1983 famine in Ghana
- Date: 1982-1984; declared 19 October 1983
- Location: Ghana countrywide;
- Deaths: Hundreds, mainly children
- Injuries: 1.5 million accounts for 12% of the total population
- Property damage: Severe crop losses from drought and fires led to food scarcity, rising prices, and more cases of malnutrition.

= 1983 famine in Ghana =

Humanitarian crisis in Ghana

== Background and Details of the Disaster ==

Ghana physical map

The 1983 famine in Ghana, one of the most severe crises in the nation's history, stemmed from a confluence of drought, economic difficulties, and political turmoil. In the early 1980s, Ghana endured a significant drought that severely diminished crop production, constraining food supplies and resulting in widespread malnutrition and hunger. This drought spell coincided with the nation's most devastating bushfires, which obliterated extensive areas of cropland. The fires, intensified by the drought, caused substantial losses in crops and livestock, leading families into severe food crisis.

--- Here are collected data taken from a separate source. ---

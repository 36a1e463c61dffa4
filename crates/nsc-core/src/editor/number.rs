//! Numeric shorthand for limit flags.

use crate::error::{NscError, Result};
use crate::jwt::claims::NO_LIMIT;

/// Parse `""`, a bare integer, or an integer suffixed with `k`/`K`
/// (thousand), `m`/`M` (million) or `g`/`G` (billion).
pub fn parse_number(text: &str) -> Result<i64> {
    let s = text.trim();
    if s.is_empty() {
        return Ok(0);
    }

    let (digits, multiplier) = match s.chars().last() {
        Some('k' | 'K') => (&s[..s.len() - 1], 1_000),
        Some('m' | 'M') => (&s[..s.len() - 1], 1_000_000),
        Some('g' | 'G') => (&s[..s.len() - 1], 1_000_000_000),
        _ => (s, 1),
    };

    digits
        .parse::<i64>()
        .ok()
        .and_then(|n| n.checked_mul(multiplier))
        .ok_or_else(|| NscError::validation("number", format!("{s:?} is not a valid number")))
}

/// Parse a limit value. `unlimited` and `-1` both mean no limit.
pub fn parse_limit(field: &str, text: &str) -> Result<i64> {
    if text.trim().eq_ignore_ascii_case("unlimited") {
        return Ok(NO_LIMIT);
    }
    let value = parse_number(text).map_err(|_| {
        NscError::validation(field, format!("{:?} is not a valid number", text.trim()))
    })?;
    if value < NO_LIMIT {
        return Err(NscError::validation(
            field,
            format!("{value} is not a valid limit (use -1 for unlimited)"),
        ));
    }
    Ok(value)
}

Alongside environmental reasons, Ghana encountered economic difficulties, such as elevated inflation, diminished agricultural production, and increasing unemployment. The problem was exacerbated by the repatriation of over one million Ghanaians expelled from Nigeria in 1983, who returned to discover already limited food resources. The cumulative demands stretched the nation's food supply networks, leaving millions unable to satisfy their fundamental nutritional requirements. As hunger intensified, the government pursued foreign assistance, and the world community offered aid. The famine emphasised the weaknesses in Ghana's agricultural and economic sectors, revealing the necessity for structural reforms to avert future disasters

Ghana, administrative divisions

== Factors and impacts ==
Ghana is located between 4.5° and 11.5° N latitude and 3.5° W and 1.3° E longitude and covers the typical agro-ecological zones of West Africa. Administratively, Ghana is divided into 16 regions, which are divided into 170 sub-regions spread across six agro-ecological zones. The average annual rainfall in the country ranges between 800 and 2400 millimeters, with rainfall decreasing and aridity increasing from south to north. Ghana's agricultural economy is heavily dependent on rainfall and is therefore highly affected by drought. The mainstay of Ghana's economy is agriculture, which is highly dependent on rainfall and is therefore particularly affected by drought events.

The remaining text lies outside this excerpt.